Why FinOps Needs DataOps Observability

In this special guest feature, Chris Santiago, Vice President/Solutions Engineering, Unravel Data, talks about controlling cloud spend through three phases of the FinOps lifecycle. Chris is a seasoned data executive with more than 15 years experience. Currently, he is the VP of Solutions Engineering at Unravel Data, where he helps enterprises maximize their investments in data applications and infrastructure.

Data cloud costs are mushrooming out of control. While modern data stacks have allowed for outstanding innovations across verticals, for many organizations, it’s come at a steep price—literally and figuratively. Companies are getting ambushed by their monthly bills, and with limited visibility into where all the money is going, capacity and budget forecasting has been reduced to a guessing game. No wonder then that organizations are finding their three-year budgets are exhausted a few months into Year 1, and that their cloud migration projects are hitting a wall.

As cloud costs continue to rise—with no apparent end in sight—companies can’t continue to take a “pay it by ear” approach to cloud spend. In fact, Gartner estimates that 60 percent of public cloud customers will experience cost overruns in the coming year, and KPMG found that two-thirds of organizations have yet to achieve substantial ROI from their cloud transformations. To counter ballooning cloud costs, more and more companies are turning to the practice of FinOps as a means of governing their cloud spend and ensuring that what money is being spent is done so in such a way as to maximize returns. 

Control costs the FinOps way

Controlling costs consists of three iterative phases across the FinOps lifecycle, each offering unique insights and opportunities to streamline costs:

  • Observability: Before organizations can tackle costs, they need fine-grained visibility. Observability gives a holistic view of applications, workloads, users, data, and resources. During this phase, trends and patterns that reveal how the cost of cloud resources changes over time emerge, allowing for the next step in the process.
  • Optimization. If the observability phase tells you what’s happening and why, the optimization phase is about using that information to identify where you can eliminate waste, remove inefficiencies, or leverage different cloud compute configurations that are less expensive without sacrificing SLAs. 
  • Governance. During this phase, teams move from reactive problem-solving to proactive problem-preventing.

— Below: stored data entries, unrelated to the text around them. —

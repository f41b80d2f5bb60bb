//! REST endpoints of the recorder
//!
//! Session ids may come as query parameters or in the JSON body; the query
//! parameter wins when both are present.

use axum::{
    extract::{Query, State},
    http::StatusCode,
    response::{IntoResponse, Json, Response},
    routing::{get, post},
    Router,
};
use serde::{Deserialize, Serialize};
use serde_json::json;
use std::sync::Arc;

use crate::error::{RecorderError, Result};
use crate::quality::{QualityResult, QualityRule};
use crate::recorder::{
    EventRequest, LocatorContext, PingStatus, RecorderService, RecordingSummary, StartedSession,
    StepTemplate,
};

pub type AppState = Arc<RecorderService>;

/// Session identifiers as sent by clients
#[derive(Debug, Default, Deserialize)]
#[serde(rename_all = "camelCase", default)]
pub struct SessionIds {
    pub session_id: Option<String>,
    pub browser_id: Option<String>,
}

impl SessionIds {
    /// Query parameters override body fields
    fn merge(self, body: Option<SessionIds>) -> Result<(String, String)> {
        let body = body.unwrap_or_default();
        let pick = |param: Option<String>, field: Option<String>| {
            param
                .filter(|s| !s.is_empty())
                .or(field.filter(|s| !s.is_empty()))
        };
        match (
            pick(self.session_id, body.session_id),
            pick(self.browser_id, body.browser_id),
        ) {
            (Some(session_id), Some(browser_id)) => Ok((session_id, browser_id)),
            _ => Err(RecorderError::SessionNotFound(
                "missing sessionId or browserId".to_string(),
            )),
        }
    }
}

/// Query params for the event endpoint
#[derive(Debug, Default, Deserialize)]
#[serde(rename_all = "camelCase", default)]
pub struct EventQuery {
    pub project: Option<String>,
    pub group: Option<String>,
    pub session_id: Option<String>,
    pub browser_id: Option<String>,
}

#[derive(Debug, Serialize)]
pub struct EventResponse {
    pub message: &'static str,
    pub step: String,
}

#[derive(Debug, Serialize)]
pub struct StepsResponse {
    pub steps: Vec<String>,
}

#[derive(Debug, Deserialize)]
pub struct AnalyzeRequest {
    pub content: String,
}

impl IntoResponse for RecorderError {
    fn into_response(self) -> Response {
        let status = match self {
            RecorderError::SessionNotFound(_) => StatusCode::NOT_FOUND,
            RecorderError::SessionMismatch(_) => StatusCode::FORBIDDEN,
            RecorderError::DuplicateSession(_) => StatusCode::CONFLICT,
            RecorderError::SessionUnavailable(_) => StatusCode::GONE,
            RecorderError::InvalidConfiguration(_) => StatusCode::BAD_REQUEST,
            RecorderError::BrowserFailure(_) => StatusCode::BAD_GATEWAY,
        };
        if status.is_server_error() {
            log::error!("{}", self);
        } else {
            log::debug!("{}", self);
        }

        let body = json!({
            "status": status.as_u16(),
            "error": self.kind(),
            "message": self.to_string(),
            "timestamp": chrono::Utc::now().to_rfc3339(),
        });
        (status, Json(body)).into_response()
    }
}

/// Build API router
pub fn api_router() -> Router<AppState> {
    Router::new()
        .route("/api/recorder/start", post(start))
        .route("/api/recorder/event", post(record_event))
        .route("/api/recorder/ping", get(ping).post(ping))
        .route("/api/recorder/steps", get(steps))
        .route("/api/recorder/stop", post(stop))
        .route("/api/recorder/catalog", get(catalog))
        .route("/api/quality/rules", get(quality_rules))
        .route("/api/quality/analyze", post(analyze))
}

/// POST /api/recorder/start - Open a browser and begin recording
async fn start(State(service): State<AppState>) -> Result<Json<StartedSession>> {
    Ok(Json(service.start().await?))
}

/// POST /api/recorder/event?project=..&group=.. - Record one captured interaction
async fn record_event(
    State(service): State<AppState>,
    Query(query): Query<EventQuery>,
    Json(mut event): Json<EventRequest>,
) -> Result<Json<EventResponse>> {
    let ids = SessionIds {
        session_id: query.session_id,
        browser_id: query.browser_id,
    };
    let body_ids = SessionIds {
        session_id: Some(std::mem::take(&mut event.session_id)),
        browser_id: Some(std::mem::take(&mut event.browser_id)),
    };
    (event.session_id, event.browser_id) = ids.merge(Some(body_ids))?;

    let ctx = LocatorContext::new(query.project, query.group);
    let step = service.record_event(&ctx, event).await?;
    Ok(Json(EventResponse {
        message: "Event processed",
        step,
    }))
}

/// GET|POST /api/recorder/ping - Keep the session alive
async fn ping(
    State(service): State<AppState>,
    Query(query): Query<SessionIds>,
    body: Option<Json<SessionIds>>,
) -> Result<Json<PingStatus>> {
    let (session_id, browser_id) = query.merge(body.map(|Json(b)| b))?;
    Ok(Json(service.ping(&session_id, &browser_id).await?))
}

/// GET /api/recorder/steps - Steps recorded so far
async fn steps(
    State(service): State<AppState>,
    Query(query): Query<SessionIds>,
) -> Result<Json<StepsResponse>> {
    let (session_id, browser_id) = query.merge(None)?;
    let steps = service.steps(&session_id, &browser_id).await?;
    Ok(Json(StepsResponse { steps }))
}

/// POST /api/recorder/stop - Close the browser and score the recording
async fn stop(
    State(service): State<AppState>,
    Query(query): Query<SessionIds>,
    body: Option<Json<SessionIds>>,
) -> Result<Json<RecordingSummary>> {
    let (session_id, browser_id) = query.merge(body.map(|Json(b)| b))?;
    Ok(Json(service.stop(&session_id, &browser_id).await?))
}

/// GET /api/recorder/catalog - Step shapes the recorder produces
async fn catalog(State(service): State<AppState>) -> Json<&'static [StepTemplate]> {
    Json(service.step_catalog())
}

/// GET /api/quality/rules - Active quality rules
async fn quality_rules(State(service): State<AppState>) -> Result<Json<Vec<QualityRule>>> {
    let rules = service.analyzer().rules().await?;
    Ok(Json(rules.rules().iter().map(|r| r.rule.clone()).collect()))
}

/// POST /api/quality/analyze - Score arbitrary scenario text
async fn analyze(
    State(service): State<AppState>,
    Json(request): Json<AnalyzeRequest>,
) -> Result<Json<QualityResult>> {
    Ok(Json(service.analyzer().analyze(&request.content).await?))
}

#[cfg(test)]
mod tests {
    use super::*;
    use crate::driver::testing::FakeBrowserDriver;
    use crate::quality::{QualityAnalyzer, RuleSource};
    use crate::recorder::{CaptureScript, StepMapper};
    use axum::body::Body;
    use axum::http::{header, Method, Request};
    use serde_json::Value;
    use std::time::Duration;
    use tower::ServiceExt;

    fn app() -> Router {
        let service = Arc::new(RecorderService::new(
            Arc::new(FakeBrowserDriver::new()),
            StepMapper::literal(),
            Arc::new(QualityAnalyzer::new(RuleSource::Builtin)),
            CaptureScript::new("http://localhost:9090"),
            Duration::from_secs(3600),
        ));
        api_router().with_state(service)
    }

    async fn call(app: &Router, method: Method, uri: &str, body: Option<Value>) -> (StatusCode, Value) {
        let mut request = Request::builder().method(method).uri(uri);
        let body = match body {
            Some(json) => {
                request = request.header(header::CONTENT_TYPE, "application/json");
                Body::from(json.to_string())
            }
            None => Body::empty(),
        };
        let response = app
            .clone()
            .oneshot(request.body(body).unwrap())
            .await
            .unwrap();
        let status = response.status();
        let bytes = axum::body::to_bytes(response.into_body(), usize::MAX)
            .await
            .unwrap();
        let json = if bytes.is_empty() {
            Value::Null
        } else {
            serde_json::from_slice(&bytes).unwrap()
        };
        (status, json)
    }

    #[tokio::test]
    async fn test_recording_over_http() {
        let app = app();
        let (status, started) = call(&app, Method::POST, "/api/recorder/start", None).await;
        assert_eq!(status, StatusCode::OK);
        let sid = started["sessionId"].as_str().unwrap().to_string();
        let bid = started["browserId"].as_str().unwrap().to_string();

        let (status, body) = call(
            &app,
            Method::POST,
            "/api/recorder/event",
            Some(json!({"sessionId": sid, "browserId": bid, "action": "click", "selector": "css=#submit"})),
        )
        .await;
        assert_eq!(status, StatusCode::OK);
        assert_eq!(body["step"], "When I click \"css=#submit\"");

        let uri = format!("/api/recorder/ping?sessionId={}&browserId={}", sid, bid);
        let (status, body) = call(&app, Method::GET, &uri, None).await;
        assert_eq!(status, StatusCode::OK);
        assert_eq!(body["status"], "alive");

        let uri = format!("/api/recorder/steps?sessionId={}&browserId={}", sid, bid);
        let (_, body) = call(&app, Method::GET, &uri, None).await;
        assert_eq!(body["steps"].as_array().unwrap().len(), 1);

        let (status, summary) = call(
            &app,
            Method::POST,
            "/api/recorder/stop",
            Some(json!({"sessionId": sid, "browserId": bid})),
        )
        .await;
        assert_eq!(status, StatusCode::OK);
        assert_eq!(summary["locators"]["selectorsUsed"], json!(["css=#submit"]));
        assert!(summary["quality"]["score"].is_number());
        assert!(summary["quality"]["ruleDetails"]["R5"].is_string());

        let (status, error) = call(
            &app,
            Method::POST,
            "/api/recorder/stop",
            Some(json!({"sessionId": sid, "browserId": bid})),
        )
        .await;
        assert_eq!(status, StatusCode::NOT_FOUND);
        assert_eq!(error["error"], "SessionNotFound");
    }

    #[tokio::test]
    async fn test_query_ids_override_body() {
        let app = app();
        let (_, started) = call(&app, Method::POST, "/api/recorder/start", None).await;
        let sid = started["sessionId"].as_str().unwrap();
        let bid = started["browserId"].as_str().unwrap();

        // Body carries a wrong browser id, the query parameter wins
        let uri = format!("/api/recorder/stop?browserId={}", bid);
        let (status, _) = call(
            &app,
            Method::POST,
            &uri,
            Some(json!({"sessionId": sid, "browserId": "wrong"})),
        )
        .await;
        assert_eq!(status, StatusCode::OK);
    }

    #[tokio::test]
    async fn test_mismatch_and_missing_ids() {
        let app = app();
        let (_, started) = call(&app, Method::POST, "/api/recorder/start", None).await;
        let sid = started["sessionId"].as_str().unwrap();

        let uri = format!("/api/recorder/steps?sessionId={}&browserId=other", sid);
        let (status, body) = call(&app, Method::GET, &uri, None).await;
        assert_eq!(status, StatusCode::FORBIDDEN);
        assert_eq!(body["error"], "SessionMismatch");

        let (status, _) = call(&app, Method::GET, "/api/recorder/steps", None).await;
        assert_eq!(status, StatusCode::NOT_FOUND);
    }

    #[tokio::test]
    async fn test_catalog_and_quality() {
        let app = app();
        let (status, catalog) = call(&app, Method::GET, "/api/recorder/catalog", None).await;
        assert_eq!(status, StatusCode::OK);
        assert_eq!(catalog.as_array().unwrap().len(), 6);
        assert_eq!(catalog[0]["type"], "GIVEN");

        let (_, rules) = call(&app, Method::GET, "/api/quality/rules", None).await;
        assert_eq!(rules.as_array().unwrap().len(), 5);

        let (status, result) = call(
            &app,
            Method::POST,
            "/api/quality/analyze",
            Some(json!({"content": "Scenario: Search for boots\nGiven a\nWhen b\nThen c"})),
        )
        .await;
        assert_eq!(status, StatusCode::OK);
        assert_eq!(result["score"], 1.0);
    }
}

Guardrails are put in place, which in turn allow for sustained iterative improvements and empower employees to make better choices. 

Each phase builds on the former, to create a virtuous cycle of continuous improvement and empowerment for individual team members—regardless of expertise—to make better decisions about their cloud usage while still hitting their SLAs. In essence, shifting the budget left and pulling accountability for controlling costs forward.

When done right, FinOps addresses cloud complexity and helps organizations bring cost and performance efficiency in line. However, simply knowing how much money is being spent and on what doesn’t provide the granular level of detail that organizations need to make sound data-driven decisions about their cloud usage, determine opportunities for optimization, and ultimately realize ROI from their data stack investments. For FinOps to be truly effective, teams need multi-pronged, multifaceted insight into what’s going on in and across their data apps and pipelines. 

And that’s where AI-powered DataOps observability comes in.

AI-driven analytics takes observability to 11

DataOps observability captures deep and granular performance and cost details from the various systems in a data stack—horizontally and vertically—and correlates everything into a meaningful “workload-aware” context. Applying AI to these fine-grained details allows data teams to track, visualize, and ultimately allocate resources according to actual usage requirements versus perceived need. FinOps teams can then accurately predict their capacity requirements, implement automated governance guardrails to keep costs under control, and even launch corrective actions automatically. 

AI-driven observability provides deeper, more meaningful context throughout the FinOps lifecycle:

  • Observability: With a multilayer view into their data stack, teams can track actual spend versus budget, allowing them to know in advance—and in real time—whether a workload, user, or project’s usage is on track, at risk, or dipping into the red. They can identify who the big spenders are, whether it’s a project, team, user, or application. This granular information identifies how many and what size resources are needed to actually run a job versus what’s been allocated, how long optimized jobs actually take to run so data teams can determine whether running on spot instances will save money, and even if they’re auto-scaling efficiently. 
  • Optimization. Workload-aware optimization allows teams to target cost-saving opportunities that go beyond simply slashing deployed-but-no-longer-in-use resources to pinpoint code inefficiencies, and right-size overprovisioned clusters. AI-driven observability doesn’t just tell you what to fix, but how to fix it.
  • Governance. While reducing costs reactively is good, controlling them proactively is better. AI-powered automation not only converts optimization into insights, it also converts analytics into impact, empowering employees to make better choices, and in some cases fixing the problems for them. Without cost governance, controlling costs can be a bit like herding cats, only less effective. 

Enabling self-service across the organization frees up more experienced team members to spend less time troubleshooting and more time innovating. It’s that power that frees data teams from the business equivalent of coupon-clipping to do what they do best.

FinOps isn’t just about saving money, it’s about making money. And that’s exactly what AI-driven observability empowers companies to do.